Here, I fight everyday not to be swallowed by that insecure girl/southern "f*^&%#@!" bell/housewife/meek blond everyone wants me to be.
Not one ounce of me wanted to sign that paper, but I did. I almost lost it though when someone asked if I really wanted to do this. I simply can't keep making two house payments, and a certain someone still doesn't want to go back.
I, however, still miss it all. Okay, well not the freezing walk from the parking lot to the office in the mornings, but I do miss Blue Tusk, Kitty Hoynes, and (sigh) my candy colored house. The true autumn and the actual happy people.
But we must forge ahead in life. No looking back right?
As Fiona Apple once sang,
"there are times when my mind does not shake and shiver, but most of the time it does."
It is only a matter of time until I have a breakdown and yell at everyone here. I know who I'm starting with. Anyone care to guess? It's not who you would think.
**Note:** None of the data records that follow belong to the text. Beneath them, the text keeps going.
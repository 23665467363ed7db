#![doc = include_str!("../README.md")]

mod error;
pub use error::{Error, Result};
pub mod bitstream;
pub use bitstream::{BitRead, BitReader, BitWrite, BitWriter};
mod codebook;
pub use codebook::{Canonical, Codebook, Symbol};
mod tree;
mod frequencies;
pub use frequencies::{count_symbols, entropy};
mod encoder;
pub use encoder::{Encoder, Writer};
mod decoder;
pub use decoder::Decoder;

/// Symbol value that stands for the end-of-input symbol, both when writing and as a result of reading.
pub const EOF: u32 = 0xFFFF_FFFF;

/// The largest supported code length, in bits.
pub const MAX_CODE_LEN: u32 = 64;
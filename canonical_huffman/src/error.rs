//! Errors reported by the codec.

use thiserror::Error;

/// Result type alias for codec operations.
pub type Result<T> = core::result::Result<T, Error>;

/// Codec error types.
#[derive(Debug, Error)]
pub enum Error {
    /// Serialized codebook is truncated, contains a malformed varint
    /// or describes lengths that cannot form a prefix code.
    #[error("huff: invalid codebook")]
    InvalidCodebook,

    /// Symbol outside the coded alphabet was written,
    /// or the bits read match no codeword.
    #[error("huff: unknown symbol")]
    UnknownSymbol,

    /// Frequencies without any occurring symbol.
    #[error("huff: empty alphabet")]
    EmptyAlphabet,

    /// Alphabet with too many symbols for the end-of-input slot to differ from [`crate::EOF`].
    #[error("huff: alphabet of {len} symbols is too large")]
    AlphabetTooLarge { len: usize },

    /// Huffman tree deeper than the codes can represent.
    #[error("huff: code length {len} exceeds {max}", max = crate::MAX_CODE_LEN)]
    CodeTooLong { len: u32 },

    /// Error reported by the underlying bit stream.
    #[error(transparent)]
    Io(#[from] std::io::Error),
}
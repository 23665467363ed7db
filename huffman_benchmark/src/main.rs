#![doc = include_str!("../README.md")]
mod canonical;

use std::{hint::black_box, time::Instant};

use clap::{Parser, Subcommand};

use rand::prelude::*;
use rand::distributions::WeightedIndex;
use rand_pcg::Pcg64Mcg;
use tracing_subscriber::EnvFilter;

#[derive(Subcommand)]
pub enum Measure {
    /// Construction of the encoder and encoding the text
    #[clap(visible_alias = "enc")]
    Encode,
    /// Reconstruction of the decoder from the codebook and decoding the text
    #[clap(visible_alias = "dec")]
    Decode,
    /// Measures everything
    All
}

#[derive(Parser)]
#[command(author, version, about, long_about = None, infer_subcommands=true)]
/// Canonical Huffman codec benchmark.
pub struct Conf {
    /// What to measure
    #[command(subcommand)]
    pub measure: Measure,

    /// Length of the test text
    #[arg(short = 'l', long, default_value_t = 1024*1024)]
    pub len: usize,

    /// Number of different symbols in the test text.
    #[arg(long, default_value_t = 256, value_parser = clap::value_parser!(u32).range(1..=1<<20))]
    pub symbols: u32,

    /// The spread of the number of symbols (0 for all about equal).
    /// Each successive symbol occurs 1+SPREAD/1000 times more often than the previous one.
    #[arg(short = 'r', long, default_value_t = 100)]
    pub spread: u32,

    /// Time (in seconds) of measuring and warming up the CPU cache before measuring
    #[arg(short='t', long, default_value_t = 5)]
    pub time: u16,

    /// Whether to check the validity
    #[arg(long, default_value_t = false)]
    pub verify: bool,

    /// Seed for random number generators
    #[arg(short='s', long, default_value_t = 1234)]
    pub seed: u64,
}

impl Conf {
    /// Returns pseudo-random text for testing. Each symbol occurs at least once if the text is long enough.
    fn text(&self) -> Box<[u32]> {
        if self.len <= self.symbols as usize { return (0..self.len as u32).collect(); }
        let spread = 1.0 + self.spread as f64*0.001;
        let weights: Vec<_> = (1..=self.symbols as i32).map(|v| spread.powi(v)).collect();
        // weights are finite and positive, so the distribution is always valid
        let dist = WeightedIndex::new(weights).expect("invalid symbol weights");
        let rng = Pcg64Mcg::seed_from_u64(self.seed);

        (0..self.symbols).chain(
            dist.sample_iter(rng).map(|v| v as u32).take(self.len - self.symbols as usize)
        ).collect()
    }

    #[inline(always)] fn measure<R, F>(&self, mut f: F) -> f64
     where F: FnMut() -> R
    {
        let mut iters = 1;
        if self.time > 0 {
            let time = Instant::now();
            loop {
                black_box(f());
                if time.elapsed().as_secs() > self.time as u64 { break; }
                iters += 1;
            }
        }
        let start_moment = Instant::now();
        for _ in 0..iters { black_box(f()); }
        return start_moment.elapsed().as_secs_f64() / iters as f64
    }

    fn print_speed(&self, label: &str, sec: f64) {
        let mb = self.len as f64 / (1024 * 1024) as f64;
        println!("{}: {:.0} mb/sec", label, mb / sec);
    }

    fn print_time(&self, label: &str, sec: f64) {
        println!("{} [ns]: {:.0}", label, sec * 1_000_000_000.0);
    }
}

fn compare_texts(original: &[u32], decoded: &[u32]) {
    if let Some(i) = original.iter().zip(decoded).position(|(e, g)| e != g) {
        println!("FAIL: symbol #{} decoded as {} instead of {}", i, decoded[i], original[i]);
    } else if original.len() != decoded.len() {
        println!("FAIL: decoded {} symbols, expected {}", decoded.len(), original.len());
    } else {
        println!("DONE");
    }
}

fn main() {
    tracing_subscriber::fmt()
        .with_env_filter(EnvFilter::from_default_env())
        .init();
    let conf: Conf = Conf::parse();
    if let Err(e) = canonical::benchmark(&conf) {
        eprintln!("ERROR: {}", e);
        std::process::exit(1);
    }
}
People should really think about the pressure they place on you. Telling someone your proud of them is wonderful, but don't do it every time you speak to them and combine it with their career (as it is precisely right now). It creates a kind of pressure to not fall back, not change, not rethink. Which is what I am all about--change. I can't stay in one place, or one job, or anything else for my entire life. I get panicky and want to run away from home. Maybe an island? I could live the Jimmy Buffet life style for a while? Be a nature tour guide?
Just a thought.
Later guys.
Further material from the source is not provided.